Our study showed that the mortality rates among males were almost twice as much as females and maximum deaths were observed among the geriatric age group. The chief causes of mortality overall and among both males and females individually were the diseases of the circulatory system. About half of the deaths recorded occurred from 1 to 10 days of admission. Overall demographic data were comparable to observations from various national and international studies.
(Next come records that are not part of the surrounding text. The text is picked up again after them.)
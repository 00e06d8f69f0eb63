//! Signed Timed Tokens
//!
//! Thin wrapper around HS256 JWTs. A [`TokenCodec`] owns one signing secret
//! and one TTL; each token class (access, refresh, confirmation) gets its own
//! codec so secrets and lifetimes never mix.

use chrono::{DateTime, Duration, Utc};
use jsonwebtoken::{Algorithm, DecodingKey, EncodingKey, Header, Validation, decode, encode};
use serde::{Deserialize, Serialize};
use thiserror::Error;
use uuid::Uuid;

/// Clock skew tolerated when validating `exp` (seconds)
const VALIDATION_LEEWAY_SECS: u64 = 30;

/// Token decode/encode failures
///
/// Deliberately coarse: callers only ever need to distinguish "ran out of
/// time" from "not a token we issued".
#[derive(Debug, Clone, Copy, PartialEq, Eq, Error)]
pub enum TokenError {
    /// Signature valid but the token is past its expiry
    #[error("Token has expired")]
    Expired,

    /// Malformed, tampered with, or signed with a different secret
    #[error("Token is invalid")]
    Invalid,
}

/// Claims carried by every token
#[derive(Debug, Clone, PartialEq, Eq, Serialize, Deserialize)]
pub struct TokenClaims {
    /// Subject (user id as string)
    pub sub: String,
    /// Expiry (unix seconds)
    pub exp: i64,
    /// Issued at (unix seconds)
    pub iat: i64,
    /// Unique token id
    pub jti: String,
}

/// A freshly issued token together with its expiry
#[derive(Debug, Clone)]
pub struct SignedToken {
    pub token: String,
    pub expires_at: DateTime<Utc>,
}

/// Encoder/decoder for one token class
pub struct TokenCodec {
    encoding_key: EncodingKey,
    decoding_key: DecodingKey,
    validation: Validation,
    ttl: Duration,
}

impl TokenCodec {
    /// Create a codec for the given secret and TTL (seconds).
    pub fn new(secret: &[u8], ttl_secs: i64) -> Self {
        let mut validation = Validation::new(Algorithm::HS256);
        validation.leeway = VALIDATION_LEEWAY_SECS;

        Self {
            encoding_key: EncodingKey::from_secret(secret),
            decoding_key: DecodingKey::from_secret(secret),
            validation,
            ttl: Duration::seconds(ttl_secs),
        }
    }

    /// Issue a token for the given subject.
    pub fn issue(&self, subject: &Uuid) -> Result<SignedToken, TokenError> {
        let now = Utc::now();
        let expires_at = now + self.ttl;

        let claims = TokenClaims {
            sub: subject.to_string(),
            exp: expires_at.timestamp(),
            iat: now.timestamp(),
            jti: Uuid::new_v4().to_string(),
        };

        let token = encode(&Header::new(Algorithm::HS256), &claims, &self.encoding_key)
            .map_err(|_| TokenError::Invalid)?;

        Ok(SignedToken { token, expires_at })
    }

    /// Decode and validate a token, returning its claims.
    pub fn decode(&self, token: &str) -> Result<TokenClaims, TokenError> {
        decode::<TokenClaims>(token, &self.decoding_key, &self.validation)
            .map(|data| data.claims)
            .map_err(|e| match e.kind() {
                jsonwebtoken::errors::ErrorKind::ExpiredSignature => TokenError::Expired,
                _ => TokenError::Invalid,
            })
    }

    /// Configured TTL in seconds.
    pub fn ttl_secs(&self) -> i64 {
        self.ttl.num_seconds()
    }
}

#[cfg(test)]
mod tests {
    use super::*;

    const SECRET: &[u8] = b"test-signing-secret";

    #[test]
    fn test_issue_and_decode() {
        let codec = TokenCodec::new(SECRET, 900);
        let subject = Uuid::new_v4();

        let signed = codec.issue(&subject).unwrap();
        let claims = codec.decode(&signed.token).unwrap();

        assert_eq!(claims.sub, subject.to_string());
        assert!(claims.exp > claims.iat);
        assert_eq!(claims.exp, signed.expires_at.timestamp());
    }

    #[test]
    fn test_unique_token_ids() {
        let codec = TokenCodec::new(SECRET, 900);
        let subject = Uuid::new_v4();

        let first = codec.decode(&codec.issue(&subject).unwrap().token).unwrap();
        let second = codec.decode(&codec.issue(&subject).unwrap().token).unwrap();

        assert_ne!(first.jti, second.jti);
    }

    #[test]
    fn test_expired_token() {
        // Issued already past expiry, beyond the validation leeway
        let codec = TokenCodec::new(SECRET, -120);
        let signed = codec.issue(&Uuid::new_v4()).unwrap();

        assert_eq!(codec.decode(&signed.token), Err(TokenError::Expired));
    }

    #[test]
    fn test_wrong_secret() {
        let codec = TokenCodec::new(SECRET, 900);
        let other = TokenCodec::new(b"a-different-secret", 900);

        let signed = codec.issue(&Uuid::new_v4()).unwrap();

        assert_eq!(other.decode(&signed.token), Err(TokenError::Invalid));
    }

    #[test]
    fn test_garbage_token() {
        let codec = TokenCodec::new(SECRET, 900);

        assert_eq!(codec.decode("not-a-token"), Err(TokenError::Invalid));
        assert_eq!(codec.decode(""), Err(TokenError::Invalid));
        assert_eq!(codec.decode("a.b.c"), Err(TokenError::Invalid));
    }

    #[test]
    fn test_ttl_secs() {
        let codec = TokenCodec::new(SECRET, 3600);
        assert_eq!(codec.ttl_secs(), 3600);
    }
}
The analysis of mortality trends forms the basis for evidence-based epidemiological evaluations, which are subsequently used to assess the impact of public health interventions, and set disease control priorities at national and international levels. As someone rightly said, “What gets measured gets done.” The medical certificates of cause of death serve as crucial statistical data sources in determining the cause-specific mortality statistics and demographic trends. More such studies on in-hospital deaths with greater sample size are needed for the pattern of mortality and to look at the relevance of our finding within the context of a larger community.
Since the study is a retrospective record-based study, some information was not available for inclusion in the study. The study also depended on the accuracy and completeness of the MCCDs, which were filled by different doctors; therefore, subjective variations in the diagnosis and determination of mortality causes could exist.